--- Required work ---
Return each line of the entries that holds the string "Some".
--
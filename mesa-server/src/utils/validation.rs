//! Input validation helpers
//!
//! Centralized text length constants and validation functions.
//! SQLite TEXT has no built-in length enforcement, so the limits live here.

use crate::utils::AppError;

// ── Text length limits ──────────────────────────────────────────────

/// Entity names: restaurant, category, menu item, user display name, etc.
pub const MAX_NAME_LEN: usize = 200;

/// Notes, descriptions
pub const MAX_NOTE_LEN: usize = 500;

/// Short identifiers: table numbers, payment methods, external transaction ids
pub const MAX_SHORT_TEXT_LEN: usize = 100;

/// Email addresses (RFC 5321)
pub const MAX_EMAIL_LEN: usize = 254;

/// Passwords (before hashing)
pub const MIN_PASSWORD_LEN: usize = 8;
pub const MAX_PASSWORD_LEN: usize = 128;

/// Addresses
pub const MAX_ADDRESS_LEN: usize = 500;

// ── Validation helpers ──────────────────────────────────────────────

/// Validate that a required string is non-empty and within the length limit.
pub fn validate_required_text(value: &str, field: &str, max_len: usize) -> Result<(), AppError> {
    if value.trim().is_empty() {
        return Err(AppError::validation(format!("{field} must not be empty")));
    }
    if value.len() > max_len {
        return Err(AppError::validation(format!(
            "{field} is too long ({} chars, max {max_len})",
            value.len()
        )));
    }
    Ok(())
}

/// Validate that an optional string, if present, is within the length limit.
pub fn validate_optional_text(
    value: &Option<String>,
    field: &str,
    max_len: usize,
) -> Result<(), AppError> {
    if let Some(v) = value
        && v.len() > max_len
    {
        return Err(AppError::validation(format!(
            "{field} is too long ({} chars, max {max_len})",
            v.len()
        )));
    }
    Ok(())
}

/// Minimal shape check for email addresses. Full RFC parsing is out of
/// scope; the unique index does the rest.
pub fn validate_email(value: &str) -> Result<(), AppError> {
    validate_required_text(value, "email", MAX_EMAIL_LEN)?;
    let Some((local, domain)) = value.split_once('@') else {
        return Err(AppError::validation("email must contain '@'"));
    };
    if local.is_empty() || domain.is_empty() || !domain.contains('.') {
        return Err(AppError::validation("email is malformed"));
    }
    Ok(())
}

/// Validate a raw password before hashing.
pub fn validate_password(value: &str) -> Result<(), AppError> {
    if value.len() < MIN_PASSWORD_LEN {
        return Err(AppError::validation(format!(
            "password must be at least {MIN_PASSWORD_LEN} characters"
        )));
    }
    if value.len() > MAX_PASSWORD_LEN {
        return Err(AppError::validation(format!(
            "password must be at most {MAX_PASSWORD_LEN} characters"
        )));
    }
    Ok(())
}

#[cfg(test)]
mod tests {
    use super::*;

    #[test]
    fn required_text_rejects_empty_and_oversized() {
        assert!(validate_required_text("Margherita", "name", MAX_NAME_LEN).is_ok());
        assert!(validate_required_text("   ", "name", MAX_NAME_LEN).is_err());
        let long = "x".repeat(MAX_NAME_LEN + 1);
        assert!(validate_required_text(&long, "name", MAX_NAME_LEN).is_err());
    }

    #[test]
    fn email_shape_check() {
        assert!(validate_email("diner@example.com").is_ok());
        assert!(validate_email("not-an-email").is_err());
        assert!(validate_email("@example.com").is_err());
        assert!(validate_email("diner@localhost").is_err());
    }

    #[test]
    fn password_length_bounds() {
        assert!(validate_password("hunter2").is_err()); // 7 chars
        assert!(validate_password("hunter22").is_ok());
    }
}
--
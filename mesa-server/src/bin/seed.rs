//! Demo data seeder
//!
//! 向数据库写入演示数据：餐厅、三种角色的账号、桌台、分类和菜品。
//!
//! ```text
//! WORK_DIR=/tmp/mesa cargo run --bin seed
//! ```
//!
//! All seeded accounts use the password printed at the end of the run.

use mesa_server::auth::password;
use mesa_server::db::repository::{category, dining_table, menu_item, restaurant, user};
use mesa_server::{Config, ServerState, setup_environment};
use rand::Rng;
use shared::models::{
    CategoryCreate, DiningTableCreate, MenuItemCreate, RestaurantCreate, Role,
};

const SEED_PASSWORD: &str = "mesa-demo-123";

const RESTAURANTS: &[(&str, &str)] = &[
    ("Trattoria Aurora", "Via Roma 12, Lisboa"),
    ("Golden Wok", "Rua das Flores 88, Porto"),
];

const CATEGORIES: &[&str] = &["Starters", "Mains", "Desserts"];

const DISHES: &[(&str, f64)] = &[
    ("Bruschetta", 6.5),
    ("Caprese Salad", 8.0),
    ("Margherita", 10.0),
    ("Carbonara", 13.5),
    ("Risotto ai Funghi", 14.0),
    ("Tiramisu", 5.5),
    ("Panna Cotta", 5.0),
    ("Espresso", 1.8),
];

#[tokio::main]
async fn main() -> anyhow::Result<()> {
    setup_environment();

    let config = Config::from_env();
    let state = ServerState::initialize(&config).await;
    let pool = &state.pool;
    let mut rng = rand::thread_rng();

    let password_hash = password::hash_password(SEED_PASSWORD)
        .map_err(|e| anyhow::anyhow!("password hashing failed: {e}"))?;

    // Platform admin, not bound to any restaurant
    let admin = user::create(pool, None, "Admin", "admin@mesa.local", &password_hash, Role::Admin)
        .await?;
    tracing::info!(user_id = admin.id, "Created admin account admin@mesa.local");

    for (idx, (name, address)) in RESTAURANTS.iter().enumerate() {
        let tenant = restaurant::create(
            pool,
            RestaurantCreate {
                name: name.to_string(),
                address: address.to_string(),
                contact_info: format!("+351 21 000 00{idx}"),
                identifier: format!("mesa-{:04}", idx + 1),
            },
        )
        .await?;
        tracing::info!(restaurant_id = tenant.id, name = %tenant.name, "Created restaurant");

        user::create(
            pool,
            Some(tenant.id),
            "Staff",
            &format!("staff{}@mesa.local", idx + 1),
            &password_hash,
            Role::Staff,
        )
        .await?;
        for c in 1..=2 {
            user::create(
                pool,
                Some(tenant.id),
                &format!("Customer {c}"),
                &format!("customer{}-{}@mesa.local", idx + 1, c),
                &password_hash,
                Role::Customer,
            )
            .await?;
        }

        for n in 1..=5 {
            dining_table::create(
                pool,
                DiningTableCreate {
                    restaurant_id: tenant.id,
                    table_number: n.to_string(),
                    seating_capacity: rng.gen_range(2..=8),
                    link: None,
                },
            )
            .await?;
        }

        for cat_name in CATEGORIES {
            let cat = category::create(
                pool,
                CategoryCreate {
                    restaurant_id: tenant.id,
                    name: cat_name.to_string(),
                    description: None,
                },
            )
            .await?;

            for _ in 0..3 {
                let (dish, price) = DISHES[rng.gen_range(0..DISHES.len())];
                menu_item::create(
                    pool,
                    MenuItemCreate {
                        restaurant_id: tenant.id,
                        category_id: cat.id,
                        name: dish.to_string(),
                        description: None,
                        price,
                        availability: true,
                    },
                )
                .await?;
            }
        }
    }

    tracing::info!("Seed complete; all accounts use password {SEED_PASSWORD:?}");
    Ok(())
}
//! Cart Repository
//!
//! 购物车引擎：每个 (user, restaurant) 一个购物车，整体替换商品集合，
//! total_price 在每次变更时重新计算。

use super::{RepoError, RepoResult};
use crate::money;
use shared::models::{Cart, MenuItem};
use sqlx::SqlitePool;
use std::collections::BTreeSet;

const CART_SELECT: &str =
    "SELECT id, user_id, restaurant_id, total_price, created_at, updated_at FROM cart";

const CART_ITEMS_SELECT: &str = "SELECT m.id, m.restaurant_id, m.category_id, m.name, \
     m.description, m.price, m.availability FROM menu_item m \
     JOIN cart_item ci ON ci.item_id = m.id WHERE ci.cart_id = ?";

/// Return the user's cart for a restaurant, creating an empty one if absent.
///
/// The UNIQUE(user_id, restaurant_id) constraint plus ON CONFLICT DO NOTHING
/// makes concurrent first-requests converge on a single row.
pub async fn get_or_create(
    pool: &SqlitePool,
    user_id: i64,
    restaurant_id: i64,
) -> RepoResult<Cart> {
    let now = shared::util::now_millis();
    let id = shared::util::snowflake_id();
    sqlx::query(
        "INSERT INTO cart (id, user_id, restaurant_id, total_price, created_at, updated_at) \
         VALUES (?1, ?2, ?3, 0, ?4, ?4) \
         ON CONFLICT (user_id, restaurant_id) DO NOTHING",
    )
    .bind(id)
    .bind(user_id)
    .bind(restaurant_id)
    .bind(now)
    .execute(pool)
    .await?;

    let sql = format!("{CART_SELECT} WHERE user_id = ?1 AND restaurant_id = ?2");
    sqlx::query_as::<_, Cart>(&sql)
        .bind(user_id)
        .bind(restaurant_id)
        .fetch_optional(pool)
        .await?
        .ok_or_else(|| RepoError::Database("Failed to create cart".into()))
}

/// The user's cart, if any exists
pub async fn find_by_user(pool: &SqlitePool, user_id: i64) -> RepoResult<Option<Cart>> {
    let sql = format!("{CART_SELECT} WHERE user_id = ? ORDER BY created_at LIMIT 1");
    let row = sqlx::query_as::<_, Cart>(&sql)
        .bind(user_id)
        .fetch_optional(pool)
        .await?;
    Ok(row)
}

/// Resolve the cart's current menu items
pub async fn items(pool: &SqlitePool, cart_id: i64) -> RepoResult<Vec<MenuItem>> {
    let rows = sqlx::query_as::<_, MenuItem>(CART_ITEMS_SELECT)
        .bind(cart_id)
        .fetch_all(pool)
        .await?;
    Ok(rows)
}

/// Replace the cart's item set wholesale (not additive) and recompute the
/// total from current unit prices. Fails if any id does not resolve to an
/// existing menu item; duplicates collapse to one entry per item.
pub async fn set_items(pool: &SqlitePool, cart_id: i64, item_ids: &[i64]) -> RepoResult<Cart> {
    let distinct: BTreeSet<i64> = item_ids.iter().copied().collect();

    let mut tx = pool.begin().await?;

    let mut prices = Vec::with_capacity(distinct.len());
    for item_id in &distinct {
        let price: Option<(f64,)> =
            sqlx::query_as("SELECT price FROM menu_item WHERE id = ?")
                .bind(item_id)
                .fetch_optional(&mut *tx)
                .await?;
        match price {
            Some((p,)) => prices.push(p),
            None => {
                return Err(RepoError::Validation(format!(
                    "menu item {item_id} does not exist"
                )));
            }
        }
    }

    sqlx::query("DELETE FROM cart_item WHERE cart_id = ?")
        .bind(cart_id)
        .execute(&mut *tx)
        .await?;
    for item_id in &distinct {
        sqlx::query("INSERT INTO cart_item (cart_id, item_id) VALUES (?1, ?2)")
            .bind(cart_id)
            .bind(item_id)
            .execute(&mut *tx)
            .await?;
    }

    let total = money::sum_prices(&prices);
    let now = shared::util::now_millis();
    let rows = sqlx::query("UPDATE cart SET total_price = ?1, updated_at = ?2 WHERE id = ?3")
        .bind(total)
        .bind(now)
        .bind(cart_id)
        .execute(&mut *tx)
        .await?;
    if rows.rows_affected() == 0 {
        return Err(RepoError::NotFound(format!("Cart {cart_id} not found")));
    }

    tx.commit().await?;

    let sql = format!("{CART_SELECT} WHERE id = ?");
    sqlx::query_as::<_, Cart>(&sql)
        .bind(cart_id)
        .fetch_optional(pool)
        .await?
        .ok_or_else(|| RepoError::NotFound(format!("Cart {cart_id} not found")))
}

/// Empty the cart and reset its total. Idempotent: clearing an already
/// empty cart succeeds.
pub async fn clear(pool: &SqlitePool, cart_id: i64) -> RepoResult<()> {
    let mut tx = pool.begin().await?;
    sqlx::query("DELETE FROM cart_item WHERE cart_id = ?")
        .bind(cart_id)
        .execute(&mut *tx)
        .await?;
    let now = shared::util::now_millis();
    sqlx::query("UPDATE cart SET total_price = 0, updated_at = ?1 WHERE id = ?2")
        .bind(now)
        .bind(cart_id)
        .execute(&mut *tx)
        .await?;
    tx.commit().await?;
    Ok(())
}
--
--- Output ---
    if let Some(v) = value
    let Some((local, domain)) = value.split_once('@') else {
            Some(tenant.id),
                Some(tenant.id),
            Some((p,)) => prices.push(p),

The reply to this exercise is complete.